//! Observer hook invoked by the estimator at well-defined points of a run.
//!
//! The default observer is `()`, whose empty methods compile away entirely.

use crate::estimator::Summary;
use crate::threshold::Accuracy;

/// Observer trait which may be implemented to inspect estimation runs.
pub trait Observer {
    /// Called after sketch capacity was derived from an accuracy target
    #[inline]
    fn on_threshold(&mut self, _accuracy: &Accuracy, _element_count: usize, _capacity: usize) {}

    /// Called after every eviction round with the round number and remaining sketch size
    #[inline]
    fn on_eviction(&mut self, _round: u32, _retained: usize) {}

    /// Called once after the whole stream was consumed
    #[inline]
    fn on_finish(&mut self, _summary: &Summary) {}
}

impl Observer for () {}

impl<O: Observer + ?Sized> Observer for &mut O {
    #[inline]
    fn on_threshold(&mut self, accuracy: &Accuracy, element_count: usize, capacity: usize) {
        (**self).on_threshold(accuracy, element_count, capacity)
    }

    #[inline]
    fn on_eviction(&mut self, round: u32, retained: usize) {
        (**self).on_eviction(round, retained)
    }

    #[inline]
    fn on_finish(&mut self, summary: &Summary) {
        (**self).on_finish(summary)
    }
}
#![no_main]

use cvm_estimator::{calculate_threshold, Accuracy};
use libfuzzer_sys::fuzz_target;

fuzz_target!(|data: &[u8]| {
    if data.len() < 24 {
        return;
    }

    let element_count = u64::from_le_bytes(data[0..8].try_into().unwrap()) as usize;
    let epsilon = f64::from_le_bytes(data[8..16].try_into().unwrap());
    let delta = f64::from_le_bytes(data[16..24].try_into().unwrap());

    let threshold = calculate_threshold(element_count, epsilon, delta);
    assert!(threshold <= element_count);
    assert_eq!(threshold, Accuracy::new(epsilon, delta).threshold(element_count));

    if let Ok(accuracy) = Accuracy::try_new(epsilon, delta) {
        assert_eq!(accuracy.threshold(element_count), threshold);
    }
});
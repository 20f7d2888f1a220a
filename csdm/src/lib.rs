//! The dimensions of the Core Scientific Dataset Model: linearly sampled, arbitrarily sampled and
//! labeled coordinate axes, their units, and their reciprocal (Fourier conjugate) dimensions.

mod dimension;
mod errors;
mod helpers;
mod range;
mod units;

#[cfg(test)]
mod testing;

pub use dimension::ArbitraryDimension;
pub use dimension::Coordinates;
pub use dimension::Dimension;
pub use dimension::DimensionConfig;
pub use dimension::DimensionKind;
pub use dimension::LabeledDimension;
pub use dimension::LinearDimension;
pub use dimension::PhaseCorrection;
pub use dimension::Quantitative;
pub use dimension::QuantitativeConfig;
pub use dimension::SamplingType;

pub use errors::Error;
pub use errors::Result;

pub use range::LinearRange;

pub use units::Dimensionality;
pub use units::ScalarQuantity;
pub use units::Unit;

* * *

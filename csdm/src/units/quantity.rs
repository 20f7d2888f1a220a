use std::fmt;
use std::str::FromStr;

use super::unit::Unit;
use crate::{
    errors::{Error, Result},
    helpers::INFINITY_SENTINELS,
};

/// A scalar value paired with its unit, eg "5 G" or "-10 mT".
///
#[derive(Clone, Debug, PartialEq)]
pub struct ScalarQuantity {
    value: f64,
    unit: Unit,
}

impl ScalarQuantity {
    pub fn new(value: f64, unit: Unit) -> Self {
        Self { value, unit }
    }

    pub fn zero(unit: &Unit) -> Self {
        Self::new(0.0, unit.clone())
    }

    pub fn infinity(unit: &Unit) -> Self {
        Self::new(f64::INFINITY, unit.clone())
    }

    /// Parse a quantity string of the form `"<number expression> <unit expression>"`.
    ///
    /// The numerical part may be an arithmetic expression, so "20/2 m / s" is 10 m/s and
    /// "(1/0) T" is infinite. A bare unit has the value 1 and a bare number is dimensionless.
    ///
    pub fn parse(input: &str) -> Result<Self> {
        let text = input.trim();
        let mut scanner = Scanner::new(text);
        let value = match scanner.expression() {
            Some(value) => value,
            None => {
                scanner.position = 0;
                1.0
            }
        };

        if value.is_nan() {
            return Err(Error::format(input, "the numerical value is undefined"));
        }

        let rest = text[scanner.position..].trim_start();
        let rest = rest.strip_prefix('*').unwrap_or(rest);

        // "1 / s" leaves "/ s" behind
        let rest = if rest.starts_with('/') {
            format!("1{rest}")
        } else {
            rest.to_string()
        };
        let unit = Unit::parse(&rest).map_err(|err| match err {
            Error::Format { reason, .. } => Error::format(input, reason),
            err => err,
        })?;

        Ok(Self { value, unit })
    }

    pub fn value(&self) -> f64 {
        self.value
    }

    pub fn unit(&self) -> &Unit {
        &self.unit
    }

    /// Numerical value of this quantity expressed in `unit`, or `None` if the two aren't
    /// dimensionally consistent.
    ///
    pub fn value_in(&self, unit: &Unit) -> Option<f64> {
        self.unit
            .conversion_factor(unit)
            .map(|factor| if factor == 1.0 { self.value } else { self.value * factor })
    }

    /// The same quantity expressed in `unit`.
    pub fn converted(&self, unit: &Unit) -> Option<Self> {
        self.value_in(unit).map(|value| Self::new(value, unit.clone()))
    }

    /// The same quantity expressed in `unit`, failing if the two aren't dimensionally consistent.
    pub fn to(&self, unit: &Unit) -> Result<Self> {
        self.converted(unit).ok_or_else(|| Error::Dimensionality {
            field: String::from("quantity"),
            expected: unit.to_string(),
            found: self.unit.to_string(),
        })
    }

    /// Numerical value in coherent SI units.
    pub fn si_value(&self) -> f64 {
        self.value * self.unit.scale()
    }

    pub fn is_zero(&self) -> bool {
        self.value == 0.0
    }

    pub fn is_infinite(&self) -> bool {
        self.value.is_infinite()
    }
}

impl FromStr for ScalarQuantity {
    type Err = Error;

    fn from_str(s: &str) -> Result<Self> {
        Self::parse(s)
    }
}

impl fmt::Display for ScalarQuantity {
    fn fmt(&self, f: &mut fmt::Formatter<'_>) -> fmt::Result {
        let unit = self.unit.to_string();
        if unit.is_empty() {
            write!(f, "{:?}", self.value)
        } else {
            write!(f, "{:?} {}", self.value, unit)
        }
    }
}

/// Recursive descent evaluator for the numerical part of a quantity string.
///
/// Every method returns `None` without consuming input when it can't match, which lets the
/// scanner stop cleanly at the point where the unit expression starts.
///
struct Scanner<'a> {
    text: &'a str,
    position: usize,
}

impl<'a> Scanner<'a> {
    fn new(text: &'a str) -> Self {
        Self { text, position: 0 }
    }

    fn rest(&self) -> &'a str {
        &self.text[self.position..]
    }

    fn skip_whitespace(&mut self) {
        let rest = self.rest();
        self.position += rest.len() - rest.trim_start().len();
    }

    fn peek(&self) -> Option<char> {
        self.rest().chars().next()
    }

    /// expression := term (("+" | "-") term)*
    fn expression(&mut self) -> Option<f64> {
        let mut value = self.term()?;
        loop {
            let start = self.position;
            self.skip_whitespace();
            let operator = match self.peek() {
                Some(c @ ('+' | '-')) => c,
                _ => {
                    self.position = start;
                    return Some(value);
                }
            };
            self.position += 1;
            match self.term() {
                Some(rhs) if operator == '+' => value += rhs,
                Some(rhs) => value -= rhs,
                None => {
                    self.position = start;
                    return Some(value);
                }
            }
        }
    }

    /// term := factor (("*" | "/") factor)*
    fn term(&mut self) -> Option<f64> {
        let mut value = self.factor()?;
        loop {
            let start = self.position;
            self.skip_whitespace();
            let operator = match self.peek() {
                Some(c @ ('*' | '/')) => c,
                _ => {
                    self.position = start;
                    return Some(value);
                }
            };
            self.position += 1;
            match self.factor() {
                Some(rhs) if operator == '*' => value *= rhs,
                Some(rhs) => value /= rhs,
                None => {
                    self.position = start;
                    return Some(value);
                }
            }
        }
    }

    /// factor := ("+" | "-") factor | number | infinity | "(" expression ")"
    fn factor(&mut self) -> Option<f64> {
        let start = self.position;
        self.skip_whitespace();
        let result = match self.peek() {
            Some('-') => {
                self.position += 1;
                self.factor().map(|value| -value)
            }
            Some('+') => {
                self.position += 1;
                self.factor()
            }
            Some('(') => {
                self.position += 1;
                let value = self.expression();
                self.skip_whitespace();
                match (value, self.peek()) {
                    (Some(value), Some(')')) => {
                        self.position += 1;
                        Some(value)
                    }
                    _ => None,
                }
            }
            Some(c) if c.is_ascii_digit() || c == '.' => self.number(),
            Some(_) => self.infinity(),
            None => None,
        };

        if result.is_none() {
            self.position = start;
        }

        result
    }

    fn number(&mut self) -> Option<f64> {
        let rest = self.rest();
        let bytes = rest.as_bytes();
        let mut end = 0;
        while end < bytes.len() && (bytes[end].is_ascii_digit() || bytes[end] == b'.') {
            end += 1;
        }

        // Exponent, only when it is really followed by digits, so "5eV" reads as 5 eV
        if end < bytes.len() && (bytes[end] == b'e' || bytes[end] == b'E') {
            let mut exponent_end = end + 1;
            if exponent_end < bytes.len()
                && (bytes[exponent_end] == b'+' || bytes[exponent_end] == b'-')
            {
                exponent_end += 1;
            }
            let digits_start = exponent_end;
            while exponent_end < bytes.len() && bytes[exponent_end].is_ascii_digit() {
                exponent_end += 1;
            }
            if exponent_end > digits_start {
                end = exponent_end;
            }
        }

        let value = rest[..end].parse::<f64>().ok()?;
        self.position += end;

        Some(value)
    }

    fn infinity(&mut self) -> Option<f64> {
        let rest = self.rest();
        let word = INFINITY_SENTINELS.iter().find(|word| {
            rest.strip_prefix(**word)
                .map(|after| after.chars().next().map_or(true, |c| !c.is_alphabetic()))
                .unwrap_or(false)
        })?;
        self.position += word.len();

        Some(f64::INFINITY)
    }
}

[What you will do]:
Your answer should consist solely of the lines above from the line with "pub use dimension::Coordinates;" to the line with "pub use dimension::QuantitativeConfig;", both included, reproduced exactly.

[Response]:
pub use dimension::Coordinates;
pub use dimension::Dimension;
pub use dimension::DimensionConfig;
pub use dimension::DimensionKind;
pub use dimension::LabeledDimension;
pub use dimension::LinearDimension;
pub use dimension::PhaseCorrection;
pub use dimension::Quantitative;
pub use dimension::QuantitativeConfig;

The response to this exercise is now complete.